//! The `select` macro.
use proc_macro_hack::proc_macro_hack;
macro_rules! document_select_macro {
// This branch is required for `futures 0.3.1`, from before select_biased was introduced
($select:item) => {
/// Polls multiple futures and streams simultaneously, executing the branch
/// for the future that finishes first. If multiple futures are ready,
/// one will be pseudo-randomly selected at runtime. Futures directly
/// passed to `select!` must be `Unpin` and implement `FusedFuture`.
///
/// If an expression which yields a `Future` is passed to `select!`
/// (e.g. an `async fn` call) instead of a `Future` by name the `Unpin`
/// requirement is relaxed, since the macro will pin the resulting `Future`
/// on the stack. However the `Future` returned by the expression must
/// still implement `FusedFuture`. This difference is presented
///
/// Futures and streams which are not already fused can be fused using the
/// `.fuse()` method.
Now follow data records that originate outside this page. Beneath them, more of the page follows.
//! Multi-source merge.
//!
//! Folds item payloads from every source document into one [`MergedRecord`]
//! per [`IdentityKey`]. Field precedence:
//!
//! | Field | Rule |
//! |-------|------|
//! | `name`, `brand`, `locale` | first payload seen for the key |
//! | `confidence` | maximum over all payloads |
//! | `portions`, `nutrients` | payload with the highest confidence; ties go to the later payload |
//! | `sources` | union keyed by source name; a repeated name overwrites |
//!
//! Numeric payload fields take JSON numbers or numeric strings. Item
//! confidence must lie in [0, 1].
//!
//! The accumulator map is owned by the caller of [`merge`]; nothing is kept
//! between runs.

use serde::de::{self, Deserializer};
use serde::Deserialize;
use std::collections::btree_map::Entry;
use std::collections::BTreeMap;

use crate::config::ImportConfig;
use crate::error::{CatalogError, Result};
use crate::models::{IdentityKey, NutrientProfile, Portion, SourceInfo};
use crate::sources::SourceDocument;
use crate::units::to_grams;

/// Values applied when an item payload leaves a field out.
#[derive(Debug, Clone)]
pub struct MergeDefaults {
    pub locale: String,
    pub confidence: f64,
}

impl Default for MergeDefaults {
    fn default() -> Self {
        Self {
            locale: "en-US".to_string(),
            confidence: 0.8,
        }
    }
}

impl From<&ImportConfig> for MergeDefaults {
    fn from(import: &ImportConfig) -> Self {
        Self {
            locale: import.default_locale.clone(),
            confidence: import.default_confidence,
        }
    }
}

/// Accumulated state for one identity key.
#[derive(Debug, Clone, PartialEq)]
pub struct MergedRecord {
    pub name: String,
    pub brand: Option<String>,
    pub locale: String,
    pub confidence: f64,
    /// Confidence of the payload whose portions and nutrients are held.
    pub primary_confidence: f64,
    pub sources: BTreeMap<String, SourceInfo>,
    pub portions: Vec<Portion>,
    pub nutrients: NutrientProfile,
}

impl MergedRecord {
    fn first(item: ItemContent, source: SourceInfo) -> Self {
        let mut sources = BTreeMap::new();
        sources.insert(source.name.clone(), source);
        Self {
            name: item.name,
            brand: item.brand,
            locale: item.locale,
            confidence: item.confidence,
            primary_confidence: item.confidence,
            sources,
            portions: item.portions,
            nutrients: item.nutrients,
        }
    }

    fn absorb(&mut self, item: ItemContent, source: SourceInfo) {
        self.sources.insert(source.name.clone(), source);
        if item.confidence >= self.primary_confidence {
            self.portions = item.portions;
            self.nutrients = item.nutrients;
            self.primary_confidence = item.confidence;
        }
        self.confidence = self.confidence.max(item.confidence);
    }
}

pub type MergedCatalog = BTreeMap<IdentityKey, MergedRecord>;

#[derive(Debug, Deserialize)]
struct ItemPayload {
    name: String,
    #[serde(default)]
    brand: Option<String>,
    #[serde(default)]
    locale: Option<String>,
    #[serde(default, deserialize_with = "optional_number")]
    confidence: Option<f64>,
    portions: Vec<PortionPayload>,
    nutrients_per_100g: NutrientPayload,
}

#[derive(Debug, Deserialize)]
struct PortionPayload {
    #[serde(default)]
    description: Option<String>,
    #[serde(deserialize_with = "number")]
    amount: f64,
    unit: String,
    #[serde(default, deserialize_with = "optional_number")]
    gram_weight: Option<f64>,
}

#[derive(Debug, Default, Deserialize)]
#[serde(default)]
struct NutrientPayload {
    #[serde(deserialize_with = "optional_number")]
    calories_kcal: Option<f64>,
    #[serde(deserialize_with = "optional_number")]
    protein_g: Option<f64>,
    #[serde(deserialize_with = "optional_number")]
    fat_g: Option<f64>,
    #[serde(deserialize_with = "optional_number")]
    carbs_g: Option<f64>,
    #[serde(deserialize_with = "optional_number")]
    fiber_g: Option<f64>,
    #[serde(deserialize_with = "optional_number")]
    sugar_g: Option<f64>,
    #[serde(deserialize_with = "optional_number")]
    sodium_mg: Option<f64>,
}

impl From<NutrientPayload> for NutrientProfile {
    fn from(n: NutrientPayload) -> Self {
        Self {
            calories_kcal: n.calories_kcal,
            protein_g: n.protein_g,
            fat_g: n.fat_g,
            carbs_g: n.carbs_g,
            fiber_g: n.fiber_g,
            sugar_g: n.sugar_g,
            sodium_mg: n.sodium_mg,
        }
    }
}

/// A numeric payload field: a JSON number or a string holding one.
#[derive(Deserialize)]
#[serde(untagged)]
enum NumberOrText {
    Number(f64),
    Text(String),
}

impl NumberOrText {
    fn into_f64<E: de::Error>(self) -> std::result::Result<f64, E> {
        match self {
            NumberOrText::Number(n) => Ok(n),
            NumberOrText::Text(text) => text
                .trim()
                .parse::<f64>()
                .ok()
                .filter(|n| n.is_finite())
                .ok_or_else(|| E::custom(format!("expected a number, found {:?}", text))),
        }
    }
}

fn number<'de, D: Deserializer<'de>>(deserializer: D) -> std::result::Result<f64, D::Error> {
    NumberOrText::deserialize(deserializer)?.into_f64()
}

fn optional_number<'de, D: Deserializer<'de>>(
    deserializer: D,
) -> std::result::Result<Option<f64>, D::Error> {
    Option::<NumberOrText>::deserialize(deserializer)?
        .map(NumberOrText::into_f64)
        .transpose()
}

/// One payload after defaults and unit resolution.
struct ItemContent {
    name: String,
    brand: Option<String>,
    locale: String,
    confidence: f64,
    portions: Vec<Portion>,
    nutrients: NutrientProfile,
}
Note, though, that fusing a future or stream directly
/// in the call to `select!` will not be enough to prevent it from being
/// polled after completion if the `select!` call is in a loop, so when
/// `select!`ing in a loop, users should take care to `fuse()` outside of
/// the loop.
///
/// `select!` can be used as an expression and will return the return
/// value of the selected branch. For this reason the return type of every
/// branch in a `select!` must be the same.
///
/// This macro is only usable inside of async functions, closures, and blocks.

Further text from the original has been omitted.